I set up my router table to extract dust from both above and below the table. My experience is the lion’s share of dust, especially the most harmful, finest dust, is drawn off instantly. Shop-built table routing setups can be customized to include effective top and bottom dust extraction, especially when connected to a high-volume source like a central dust collector. My cobbled setup has 2-1/4” hoses top and bottom with a “Y” connecting them to a 4″ duct feeding into my central dust collector.
Plate or “biscuit” joiners are another great candidate for at-source dust extraction. I use mine often for spline-mitered frames, plank alignment when edge gluing, etc., and quickly pack the stock dust bag with dust. But with its accessory dust take-off and a 25mm i.d. hose with 2-1/4″ shop vac fitting, the job goes more quickly, the cutter lasts longer, mortises are crisper and more precise, and there’s zero cleanup afterwards.
Hand power sanding also benefits from localized extraction. Fitting a flex hose to a random orbital sander just as you would a biscuit joiner produces smooth results much faster. The abrasive works more effectively, not having to wade through its own dust, and any loose grit cast off by the disc is instantly removed for more uniform results before changing to finer grits. And because the dust is removed instantly there’s less resin buildup on the discs, greatly extending disc life.
And if a belt sander is what you use for rough levelling or plank prep, then a vacuum take-off is a great feature.
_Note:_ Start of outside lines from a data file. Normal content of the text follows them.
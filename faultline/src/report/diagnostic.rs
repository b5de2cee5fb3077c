//! Diagnostic reports.

use crate::core::Outcome;
use crate::errors::{Failure, HarnessError};
use crate::postprocess::Decision;
use serde::{Deserialize, Serialize};
use sha2::{Digest, Sha256};
use std::collections::BTreeMap;
use std::fmt::Write as _;

/// A fault raised while composing a report, kept apart from the primary cause.
#[derive(Debug, Clone, PartialEq, Eq, Serialize, Deserialize)]
pub struct SecondaryFault {
    /// The post-processor that raised it.
    pub processor: String,
    /// What went wrong.
    pub failure: Failure,
}

impl SecondaryFault {
    /// Creates a new secondary fault.
    #[must_use]
    pub fn new(processor: impl Into<String>, failure: Failure) -> Self {
        Self {
            processor: processor.into(),
            failure,
        }
    }
}

/// The report emitted for each executed unit.
///
/// Carries no timestamps or run ids, so identical units produce identical
/// reports.
#[derive(Debug, Clone, PartialEq, Serialize, Deserialize)]
pub struct DiagnosticReport {
    /// The unit identifier.
    pub unit_id: String,
    /// Tags copied from the unit.
    #[serde(default, skip_serializing_if = "BTreeMap::is_empty")]
    pub tags: BTreeMap<String, String>,
    /// The recorded outcome.
    pub outcome: Outcome,
    /// Post-processing decisions keyed by processor name.
    #[serde(default, skip_serializing_if = "BTreeMap::is_empty")]
    pub decisions: BTreeMap<String, Decision>,
    /// Faults raised during post-processing.
    #[serde(default, skip_serializing_if = "Vec::is_empty")]
    pub secondary_faults: Vec<SecondaryFault>,
    /// Secondary faults beyond the configured limit, counted but not stored.
    #[serde(default, skip_serializing_if = "is_zero")]
    pub suppressed_faults: usize,
}

#[allow(clippy::trivially_copy_pass_by_ref)]
fn is_zero(n: &usize) -> bool {
    *n == 0
}

impl DiagnosticReport {
    /// Creates a report with no decisions or secondary faults.
    #[must_use]
    pub fn new(unit_id: impl Into<String>, tags: BTreeMap<String, String>, outcome: Outcome) -> Self {
        Self {
            unit_id: unit_id.into(),
            tags,
            outcome,
            decisions: BTreeMap::new(),
            secondary_faults: Vec::new(),
            suppressed_faults: 0,
        }
    }

    /// Records a post-processing decision.
    pub fn record_decision(&mut self, processor: impl Into<String>, decision: Decision) {
        self.decisions.insert(processor.into(), decision);
    }

    /// Attaches a secondary fault, keeping at most `limit` of them.
    pub fn push_secondary(&mut self, fault: SecondaryFault, limit: usize) {
        if self.secondary_faults.len() < limit {
            self.secondary_faults.push(fault);
        } else {
            self.suppressed_faults += 1;
        }
    }

    /// Returns the failure a user should see first.
    ///
    /// Always derived from the outcome; secondary faults never take its place.
    #[must_use]
    pub fn primary_cause(&self) -> Option<&Failure> {
        self.outcome.primary_cause()
    }

    /// Returns true if the body ran and returned normally.
    #[must_use]
    pub fn is_success(&self) -> bool {
        self.outcome.is_success()
    }

    /// Returns true if any post-processor faulted.
    #[must_use]
    pub fn has_secondary_faults(&self) -> bool {
        !self.secondary_faults.is_empty() || self.suppressed_faults > 0
    }

    /// Returns the one-line summary.
    #[must_use]
    pub fn headline(&self) -> String {
        match &self.outcome {
            Outcome::NotRun => format!("{}: not run", self.unit_id),
            Outcome::SetupFailed { cause } => {
                format!("{}: setup failed: {}", self.unit_id, cause.message)
            }
            Outcome::Completed { result } => match result.error() {
                Some(error) => format!("{}: failed: {}", self.unit_id, error.message),
                None => format!("{}: passed", self.unit_id),
            },
        }
    }

    /// Renders the report as text: headline, causes, then secondary faults.
    #[must_use]
    pub fn render(&self) -> String {
        let mut out = self.headline();

        if let Some(cause) = self.primary_cause() {
            for link in &cause.chain {
                let _ = write!(out, "\n  caused by: {link}");
            }
        }
        for (processor, decision) in &self.decisions {
            let _ = write!(
                out,
                "\n  {processor}: {} ({})",
                decision.action, decision.reason
            );
        }
        for fault in &self.secondary_faults {
            let _ = write!(
                out,
                "\n  additionally: {} raised {}",
                fault.processor, fault.failure
            );
        }
        if self.suppressed_faults > 0 {
            let _ = write!(
                out,
                "\n  additionally: {} more secondary fault(s) suppressed",
                self.suppressed_faults
            );
        }

        out
    }

    /// Serializes the report to JSON.
    pub fn to_json(&self) -> Result<String, HarnessError> {
        Ok(serde_json::to_string(self)?)
    }

    /// Returns a SHA-256 hex digest of the JSON form.
    pub fn fingerprint(&self) -> Result<String, HarnessError> {
        let bytes = serde_json::to_vec(self)?;
        Ok(hex::encode(Sha256::digest(&bytes)))
    }
}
No more re-sanding dust-covered surfaces the first pass failed to clean, endlessly purging dust bags and prematurely replacing costly pitch-packed belts.
As I see it, at-source extraction is a wonderful complement to the quality, enjoyment and product of the woodworking we craft, regardless if we also create dust, shavings, chips or swarf.
Universal hoses, adapters and fittings can be sourced at retailers across Canada.